4) Liability arising from the existence of an insurer's direct intervention in the election of physicians or in its action (STS November 2 1999). This type of liability operates within the framework of the contractual relationship determinant of a direct responsibility of the insurer, but it is not uncommon for the reference to Civil Code provisions governing the liability for one another in the context of the tort. The ruling of June 21, 2006 based on the fact that the midwife was included in the optional box of the insurer, and other, more numerous, the provincial courts, often considered the physician enough to include the insurer's medical chart to infer the existence of liability on its part arising from the guilt in choosing.

5 º) Responsibility for implementation of Consumers and Users Act (Articles 26 and 28, as amended prior to Royal Decree 1 / 2007 of 16 November). According to the most recent case, given its specific nature, this type of liability does not affect medical events themselves, since it is inherent in applying the same standards of liability based on negligence for breach of the lex artis ad hoc. Therefore, the liability established by the consumer law applies only in relation to the organizational aspects or the provision of health services, non-medical activity itself (SSTS of February 5, 2001; March 26, 2004, November 17, 2004, January 5, 2007 and April 26, 2007).

The prosecution case is to be understood, as stated in the sentence, which by the insurance contract concluded between the health care entity co-defendant, Sanitas SA, and co-plaintiff "the insurer is obliged not only to provide assistance for the condition (disease or injury) of the insured, but also safer and more effective, thus reaching the appropriate choice of the physician is at the service of customer care that will be disappointed if the assistance received is incorrect and has serious consequences moral and material harmful to the patient, resulting from negligence of the physician chosen by the insured, giving rise to contractual liability by the insurer due to incorrect implementation of the performance of the contract. "Furthermore, the contract health care insurance requires consultation between the insurer and every one of the doctors and hospitals that make up its medical staff, which is produced by means of a lease of services, as in this case between the defendants is "establishing a relationship of dependency at least economic and functional results in the application of the tort by the act of another, established as an general in the art. 1903.4. No CC, the case of specific damages in connection with a wrongful or negligent act of the physician.

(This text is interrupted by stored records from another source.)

#![cfg(feature = "cli")]

use assert_cmd::Command;
use predicates::str::contains as str_contains;
use std::fs;
use std::path::Path;
use tempfile::TempDir;

#[allow(deprecated)]
fn run_cli(data_file: &Path, script: &str) -> assert_cmd::assert::Assert {
    let mut cmd = Command::cargo_bin("cli").expect("cli binary");
    cmd.env("HOMEWORK_DATA_FILE", data_file)
        .write_stdin(script.to_string())
        .assert()
}

#[test]
fn cli_add_persists_to_data_file() {
    let dir = TempDir::new().unwrap();
    let data = dir.path().join("assignments.txt");
    run_cli(&data, "add Essay History 2024-05-01\nquit\n")
        .success()
        .stdout(str_contains("Added 'Essay' (History) due 2024-05-01."));
    assert_eq!(
        fs::read_to_string(&data).unwrap(),
        "Essay|History|2024-05-01|none\n"
    );
}

#[test]
fn cli_reports_validation_errors() {
    let dir = TempDir::new().unwrap();
    let data = dir.path().join("assignments.txt");
    run_cli(&data, "add Essay History 05/01/2024\ndelete 3\nquit\n")
        .success()
        .stdout(str_contains("Error: bad date"))
        .stdout(str_contains("Error: invalid index"));
}

#[test]
fn cli_delete_uses_file_index() {
    let dir = TempDir::new().unwrap();
    let data = dir.path().join("assignments.txt");
    fs::write(
        &data,
        "Essay|History|2024-05-01|none\nQuiz|Math|2024-04-20|weekly\n",
    )
    .unwrap();
    run_cli(&data, "delete 0\nlist\nquit\n")
        .success()
        .stdout(str_contains("Deleted 'Essay'."));
    assert_eq!(
        fs::read_to_string(&data).unwrap(),
        "Quiz|Math|2024-04-20|weekly\n"
    );
}

#[test]
fn cli_export_then_import_json() {
    let dir = TempDir::new().unwrap();
    let data = dir.path().join("assignments.txt");
    let export = dir.path().join("export.json");
    fs::write(&data, "Quiz|Math|2024-04-20|weekly\n").unwrap();
    let script = format!(
        "export json {}\nimport json {}\nquit\n",
        export.display(),
        export.display()
    );
    run_cli(&data, &script)
        .success()
        .stdout(str_contains("Exported 1 assignments"))
        .stdout(str_contains("Imported 1 assignments"));
    assert_eq!(fs::read_to_string(&data).unwrap().lines().count(), 2);
}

C) The TS estimates that do not go judgment rule res ipsa loquitur to establish the responsibility of the physician. What the ruling says is that it has deprived the mother to exercise their right to abort an informed and this lack of information is connected with the medical negligence of not having exhausted all the technical possibilities and optional in their power to dismiss uncertainties that detecting the shortening of the upper limbs of the fetus, what constitutes a violation of the "lex artis ad hoc "by the defendant doctor determinant of damage that has arisen in the sphere of competence, knowledge and control, not having taken all due diligence required by the profession and the duty of care inherent in medical practice discard any questions that might arise from ultrasound examination, with subsequent submission of a "false negative" to parents, who did not notice the disturbing material fact or figure that detected in the morphological ultrasound before the legal deadline set for practice of voluntary interruptions of pregnancy, and contrast it with new evidence of having observed conduct that would put the mother in the position to decide freely on whether or not to practice eugenic abortion.